If the answers are vague, the agent will work fine for a month and then start producing the kind of failures the operator will blame on “the AI.”
06 / What This Means If You're Building It
If you're shipping these systems, the meta-pattern is: treat integrations as the product, not the model. The model is a commodity. The reliability of the plumbing around the model is what operators are actually buying, even when they don't know it.
Specifically:
- Wrap every destructive API call. Never trust documented PATCH semantics.
- Read what you wrote, on a delay, from the system the human actually uses.
- Build baseline-aware volume monitoring, not just health monitoring.
- Pre-fetch and parallelize. Filler the user-facing latency.
- When a customer complaint comes in, default to the integration, not the model. You will be right 90% of the time.

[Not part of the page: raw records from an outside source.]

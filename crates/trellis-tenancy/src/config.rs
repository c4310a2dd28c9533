// Copyright (c) 2025 Geoffrey Huntley <ghuntley@ghuntley.com>. All rights reserved.
// SPDX-License-Identifier: Proprietary

//! Engine configuration.
//!
//! The only tunable is the override identity: the single global admin,
//! designated out-of-band by deployment configuration. Absent or
//! misconfigured, nobody bypasses checks — the engine fails closed.

use serde::{Deserialize, Serialize};
use trellis_tenancy_core::UserId;

use crate::facade::OverridePredicate;

/// Deserializable engine configuration.
///
/// ```toml
/// admin = "550e8400-e29b-41d4-a716-446655440000"
/// ```
#[derive(Debug, Clone, Default, PartialEq, Eq, Serialize, Deserialize)]
pub struct TenancyConfig {
	/// The override/global-admin identity, if one is designated.
	#[serde(default)]
	pub admin: Option<UserId>,
}

impl TenancyConfig {
	/// Parses configuration from TOML.
	pub fn from_toml(raw: &str) -> Result<Self, toml::de::Error> {
		toml::from_str(raw)
	}

	/// Builds the override capability for [`TenancyEngine`](crate::TenancyEngine).
	pub fn override_predicate(&self) -> OverridePredicate {
		match self.admin {
			Some(admin) => OverridePredicate::user(admin),
			None => OverridePredicate::none(),
		}
	}
}

#[cfg(test)]
mod tests {
	use super::*;

	#[test]
	fn parses_admin_identity() {
		let config =
			TenancyConfig::from_toml("admin = \"550e8400-e29b-41d4-a716-446655440000\"").unwrap();
		let admin = config.admin.expect("admin set");
		assert!(config.override_predicate().is_override(&admin));
	}

	#[test]
	fn empty_config_fails_closed() {
		let config = TenancyConfig::from_toml("").unwrap();
		assert_eq!(config, TenancyConfig::default());
		assert!(!config
			.override_predicate()
			.is_override(&UserId::generate()));
	}

	#[test]
	fn rejects_malformed_identity() {
		assert!(TenancyConfig::from_toml("admin = \"not-a-uuid\"").is_err());
	}
}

None of this is glamorous. Almost none of it is in a model paper. But this is what separates an AI demo from an AI system. The demo runs once, in a controlled environment, and gets a 10-second clip on a slide. The system has to run 14,000 times in conditions you didn't predict, against APIs that change without telling you, on top of an operator's calendar that someone else's intern wrote in 2019.
The model is the easy part now. Building production AI is, mostly, building the connective tissue around it. This is the work.